*Required action:*
Your answer should be one number: the count of lines in the records that include the word "expect".

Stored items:
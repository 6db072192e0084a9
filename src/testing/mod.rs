// Copyright 2025 The Rustux Authors
//
// Use of this source code is governed by a MIT-style
// license that can be found in the LICENSE file or at
// https://opensource.org/licenses/MIT

//! Testing infrastructure for SVC verification
//!
//! Recording collaborator doubles and a harness bundling them with a
//! kernel and a reference address space.
//!
//! # Usage
//! ```ignore
//! use crate::testing::SvcTestHarness;
//!
//! let mut harness = SvcTestHarness::new();
//! let frame = harness.svc(number::QUERY_MEMORY, regs).unwrap();
//! assert_eq!(frame.result(), ResultCode::SUCCESS);
//! ```

use crate::kernel::{Kernel, KernelConfig, KernelEnv};
use crate::mm::{AddressSpace, MemoryPermission, MemorySubsystem, SharedMemoryRegion};
use crate::object::Handle;
use crate::result::KernelFault;
use crate::services::{FsHandler, ServiceManager};
use crate::syscall::SvcFrame;

/// Calls observed by [`RecordingServices`]
#[derive(Debug, Clone, PartialEq, Eq)]
pub enum ServiceCall {
    Command { message: u32, service: Handle },
    SyncRequest { message: u32 },
    SharedMemory { region: SharedMemoryRegion, addr: u32 },
}

/// Service manager that records every call
#[derive(Debug, Default)]
pub struct RecordingServices {
    pub calls: Vec<ServiceCall>,
}

impl ServiceManager for RecordingServices {
    fn send_command_to_service(&mut self, message: u32, service: Handle) {
        self.calls.push(ServiceCall::Command { message, service });
    }

    fn handle_sync_request(&mut self, message: u32) {
        self.calls.push(ServiceCall::SyncRequest { message });
    }

    fn set_shared_memory(&mut self, region: SharedMemoryRegion, addr: u32) {
        self.calls.push(ServiceCall::SharedMemory { region, addr });
    }
}

/// Calls observed by [`RecordingFs`]
#[derive(Debug, Clone, Copy, PartialEq, Eq)]
pub enum FsCall {
    File { message: u32, file: Handle },
    Directory { message: u32, dir: Handle },
}

/// Filesystem handler that records every call
#[derive(Debug, Default)]
pub struct RecordingFs {
    pub calls: Vec<FsCall>,
}

impl FsHandler for RecordingFs {
    fn handle_file_operation(&mut self, message: u32, file: Handle) {
        self.calls.push(FsCall::File { message, file });
    }

    fn handle_directory_operation(&mut self, message: u32, dir: Handle) {
        self.calls.push(FsCall::Directory { message, dir });
    }
}

/// Guest stack used by the harness
pub const STACK_BASE: u32 = 0x0FF0_0000;

/// Stack pointer handed to SVCs
pub const STACK_TOP: u32 = STACK_BASE + 0x800;

/// Thread-local storage of the calling thread
pub const TLS_BASE: u32 = 0x1FF8_2000;

/// Kernel plus collaborators for end-to-end SVC tests
pub struct SvcTestHarness {
    pub kernel: Kernel,
    pub memory: AddressSpace,
    pub services: RecordingServices,
    pub fs: RecordingFs,
}

impl SvcTestHarness {
    /// Harness with the default configuration
    pub fn new() -> Self {
        Self::with_config(KernelConfig::default())
    }

    /// Harness with a custom configuration
    ///
    /// Maps one stack page and one TLS page.
    pub fn with_config(config: KernelConfig) -> Self {
        let mut memory = AddressSpace::new();
        for base in [STACK_BASE, TLS_BASE] {
            memory
                .allocate_memory(base, 0, 0x1000, false, MemoryPermission::READ_WRITE, true)
                .expect("harness page");
        }

        Self {
            kernel: Kernel::new(config).expect("kernel reset"),
            memory,
            services: RecordingServices::default(),
            fs: RecordingFs::default(),
        }
    }

    /// Run one SVC with r0-r5 set from `args`
    pub fn svc(&mut self, svc: u32, args: [u32; 6]) -> Result<SvcFrame, KernelFault> {
        let mut regs = [0u32; 16];
        regs[..6].copy_from_slice(&args);
        regs[SvcFrame::SP] = STACK_TOP;
        let mut frame = SvcFrame::new(regs, TLS_BASE);

        let mut env = KernelEnv {
            memory: &mut self.memory,
            services: &mut self.services,
            fs: &mut self.fs,
        };
        self.kernel.service_svc(svc, &mut frame, &mut env)?;
        Ok(frame)
    }
}

impl Default for SvcTestHarness {
    fn default() -> Self {
        Self::new()
    }
}
/// Test Map mirrors an existing range
#[test]
fn test_control_memory_map() {
    let mut h = SvcTestHarness::new();
    let src = commit(&mut h, 0x0800_0000, 0x2000);
    h.memory.write_u32(src + 0x1004, 0xCAFE_F00D).unwrap();

    let frame = h
        .svc(number::CONTROL_MEMORY, [operation::MAP, 0x0A00_0000, src, 0x2000, RW, 0])
        .unwrap();
    assert_eq!(frame.result(), ResultCode::SUCCESS);
    assert_eq!(h.memory.read_u32(0x0A00_1004).unwrap(), 0xCAFE_F00D);

    let alias = h.svc(number::QUERY_MEMORY, [0, 0, 0x0A00_0000, 0, 0, 0]).unwrap();
    assert_eq!(alias.reg(4), MemoryState::Alias.into_raw());
    let aliased = h.svc(number::QUERY_MEMORY, [0, 0, src, 0, 0, 0]).unwrap();
    assert_eq!(aliased.reg(4), MemoryState::Aliased.into_raw());
}

/// Test Map refuses an occupied destination or an unmapped source
#[test]
fn test_control_memory_map_failure() {
    let mut h = SvcTestHarness::new();
    let src = commit(&mut h, 0x0800_0000, 0x1000);
    commit(&mut h, 0x0A00_0000, 0x1000);
    assert_eq!(
        h.svc(number::CONTROL_MEMORY, [operation::MAP, 0x0A00_0000, src, 0x1000, RW, 0])
            .unwrap_err(),
        KernelFault::MirrorFailed {
            dst: 0x0A00_0000,
            src,
            size: 0x1000
        }
    );

    let mut h = lenient();
    let src = commit(&mut h, 0x0800_0000, 0x1000);
    commit(&mut h, 0x0A00_0000, 0x1000);
    let frame = h
        .svc(number::CONTROL_MEMORY, [operation::MAP, 0x0A00_0000, src, 0x1000, RW, 0])
        .unwrap();
    assert_eq!(frame.result(), ResultCode::INVALID_ADDRESS);
    let info = h.svc(number::QUERY_MEMORY, [0, 0, 0x0A00_0000, 0, 0, 0]).unwrap();
    assert_eq!(info.reg(4), MemoryState::Private.into_raw());

    // Nothing to mirror
    let frame = h
        .svc(number::CONTROL_MEMORY, [operation::MAP, 0x0C00_0000, 0x3000_0000, 0x1000, RW, 0])
        .unwrap();
    assert_eq!(frame.result(), ResultCode::INVALID_ADDRESS);
    let info = h.svc(number::QUERY_MEMORY, [0, 0, 0x0C00_0000, 0, 0, 0]).unwrap();
    assert_eq!(info.reg(4), MemoryState::Free.into_raw());
}

/// Test Protect is accepted and changes nothing
#[test]
fn test_control_memory_protect() {
    let mut h = SvcTestHarness::new();
    let base = commit(&mut h, 0x0010_0000, 0x1000);
    let mappings = h.memory.mapping_count();

    let frame = h
        .svc(number::CONTROL_MEMORY, [operation::PROTECT, base, 0, 0x1000, R, 0])
        .unwrap();
    assert_eq!(frame.result(), ResultCode::SUCCESS);
    assert_eq!(h.memory.mapping_count(), mappings);
    let info = h.svc(number::QUERY_MEMORY, [0, 0, base, 0, 0, 0]).unwrap();
    assert_eq!(info.reg(3), RW);
}

/// Test unknown operations
#[test]
fn test_control_memory_unknown_operation() {
    let mut h = SvcTestHarness::new();
    for op in [operation::FREE, operation::UNMAP, 0x42] {
        let frame = h
            .svc(number::CONTROL_MEMORY, [op, 0x0010_0000, 0, 0x1000, RW, 0])
            .unwrap();
        assert_eq!(frame.result(), ResultCode::INVALID_COMBINATION);
    }
}

// ============================================================================
// QueryMemory
// ============================================================================

/// Test querying an unmapped address reports a free range
#[test]
fn test_query_memory_free() {
    let mut h = SvcTestHarness::new();
    let frame = h
        .svc(number::QUERY_MEMORY, [0, 0, 0x3000_0123, 0xAA, 0xBB, 0xCC])
        .unwrap();
    assert_eq!(frame.result(), ResultCode::SUCCESS);
    assert!(frame.reg(1) <= 0x3000_0000);
    assert!(frame.reg(1) as u64 + frame.reg(2) as u64 > 0x3000_0000);
    assert_eq!(frame.reg(3), 0);
    assert_eq!(frame.reg(4), MemoryState::Free.into_raw());
    assert_eq!(frame.reg(5), 0);
}
// Copyright 2025 The Rustux Authors
//
// Use of this source code is governed by a MIT-style
// license that can be found in the LICENSE file or at
// https://opensource.org/licenses/MIT

//! IPC SVCs
//!
//! ConnectToPort and SendSyncRequest, plus the in-kernel `err:f` handler.
//!
//! # Sync Request Routing
//!
//! ```text
//! handle ─┬─ service handle ──► ServiceManager::send_command_to_service
//!         ├─ File ────────────► FsHandler::handle_file_operation
//!         ├─ Directory ───────► FsHandler::handle_directory_operation
//!         └─ Session ─┬─ srv: ─► ServiceManager::handle_sync_request
//!                     ├─ err:f ► in-kernel error report
//!                     └─ other ► unrouted
//! ```
//!
//! r0 is written before any downstream handler runs: the handler may
//! reschedule, and the caller's result must already be in place.

use log::{error, warn};

use super::SvcFrame;
use crate::kernel::{Kernel, KernelEnv};
use crate::mm::{GuestMemory, MemorySubsystem};
use crate::object::{well_known, ObjectKind, ObjectType, Session, MAX_PORT_NAME_LEN};
use crate::result::{KernelFault, ResultCode};

/// `err:f` command headers
pub mod err_f {
    /// ThrowFatalError: command 1, 32 normal words
    pub const THROW_FATAL_ERROR: u32 = 0x0001_0800;

    /// Response header for ThrowFatalError: command 1, 1 normal word
    pub const THROW_FATAL_ERROR_RESPONSE: u32 = 0x0001_0040;
}

impl Kernel {
    /// ConnectToPort(Handle* out, const char* port_name)
    ///
    /// In: r1 = guest pointer to the port name.
    /// Out: r0 = result, r1 = session handle.
    pub fn connect_to_port(
        &self,
        frame: &mut SvcFrame,
        memory: &mut dyn MemorySubsystem,
    ) -> Result<(), KernelFault> {
        let name_ptr = frame.reg(1);

        let mut buf = [0u8; MAX_PORT_NAME_LEN + 1];
        let read = match memory.copy_string(name_ptr, &mut buf) {
            Ok(read) => read,
            Err(fault) => {
                warn!("ConnectToPort: port name pointer {:08X} is invalid ({})", name_ptr, fault);
                frame.set_result(ResultCode::INVALID_POINTER);
                return Ok(());
            }
        };
        if read == buf.len() && buf[MAX_PORT_NAME_LEN] != 0 {
            warn!("ConnectToPort: port name at {:08X} is too long", name_ptr);
            frame.set_result(ResultCode::PORT_NAME_TOO_LONG);
            return Ok(());
        }

        let name = String::from_utf8_lossy(&buf[..read.saturating_sub(1)]);
        log_svc!(
            "ConnectToPort(handle pointer = {:X}, port = \"{}\")",
            frame.reg(0),
            name
        );

        let Some((port_handle, port)) = self.ports().lookup(&name) else {
            warn!("ConnectToPort: port \"{}\" does not exist", name);
            frame.set_result(ResultCode::NOT_FOUND);
            return Ok(());
        };

        if !port.as_port().is_some_and(|p| p.is_public()) {
            let code = self.soft_fault(
                KernelFault::PrivatePort(name.into_owned()),
                ResultCode::NOT_AUTHORIZED,
            )?;
            frame.set_result(code);
            return Ok(());
        }

        let session = Session::new(port_handle, port);
        match self.create_object(ObjectKind::Session(session)) {
            Ok(handle) => {
                frame.set_result(ResultCode::SUCCESS);
                frame.set_reg(1, handle.raw());
            }
            Err(code) => {
                let code = self.soft_fault(
                    KernelFault::HandleTableFull(ObjectType::Session.name()),
                    code,
                )?;
                frame.set_result(code);
            }
        }
        Ok(())
    }

    /// SendSyncRequest(Handle session)
    ///
    /// In: r0 = target handle; the command is in the IPC buffer at TLS + 0x80.
    /// Out: r0 = result; the response replaces the command in place.
    pub fn send_sync_request(
        &self,
        frame: &mut SvcFrame,
        env: &mut KernelEnv<'_>,
    ) -> Result<(), KernelFault> {
        let handle = frame.handle(0);
        let message = frame.ipc_buffer();
        log_svc!("SendSyncRequest(session handle = {:X})", handle.raw());

        if well_known::is_service_handle(handle) {
            frame.set_result(ResultCode::SUCCESS);
            env.services.send_command_to_service(message, handle);
            return Ok(());
        }

        if self.get_object(handle, ObjectType::File).is_some() {
            frame.set_result(ResultCode::SUCCESS);
            env.fs.handle_file_operation(message, handle);
            return Ok(());
        }

        if self.get_object(handle, ObjectType::Directory).is_some() {
            frame.set_result(ResultCode::SUCCESS);
            env.fs.handle_directory_operation(message, handle);
            return Ok(());
        }

        let Some(object) = self.get_object(handle, ObjectType::Session) else {
            warn!("SendSyncRequest: invalid handle {:X}", handle.raw());
            frame.set_result(ResultCode::INVALID_HANDLE);
            return Ok(());
        };
        let Some(session) = object.as_session() else {
            frame.set_result(ResultCode::INVALID_HANDLE);
            return Ok(());
        };

        let port_handle = session.port_handle();
        if port_handle == self.srv_port() {
            frame.set_result(ResultCode::SUCCESS);
            env.services.handle_sync_request(message);
        } else if port_handle == self.err_port() {
            frame.set_result(ResultCode::SUCCESS);
            self.handle_error_request(message, env.memory)?;
        } else {
            let code = self.soft_fault(
                KernelFault::UnroutedPort(session.port_name().into()),
                ResultCode::NOT_IMPLEMENTED,
            )?;
            frame.set_result(code);
        }
        Ok(())
    }

    /// Handle a request sent over an `err:f` session
    fn handle_error_request(
        &self,
        message: u32,
        memory: &mut dyn MemorySubsystem,
    ) -> Result<(), KernelFault> {
        let command = memory.read_u32(message)?;
        match command {
            err_f::THROW_FATAL_ERROR => {
                let kind = memory.read_u8(message.wrapping_add(4))?;
                let result = memory.read_u32(message.wrapping_add(8))?;
                let pc = memory.read_u32(message.wrapping_add(12))?;
                error!(
                    "err:f: guest reported fatal error (type {}, result {:?}, pc {:08X})",
                    kind,
                    ResultCode(result),
                    pc
                );
                memory.write_u32(message, err_f::THROW_FATAL_ERROR_RESPONSE)?;
                memory.write_u32(message.wrapping_add(4), ResultCode::SUCCESS.raw())?;
                Ok(())
            }
            _ => {
                error!("err:f: unknown command {:08X}", command);
                Err(KernelFault::UnknownErrorCommand(command))
            }
        }
    }
}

*Answer section:*
2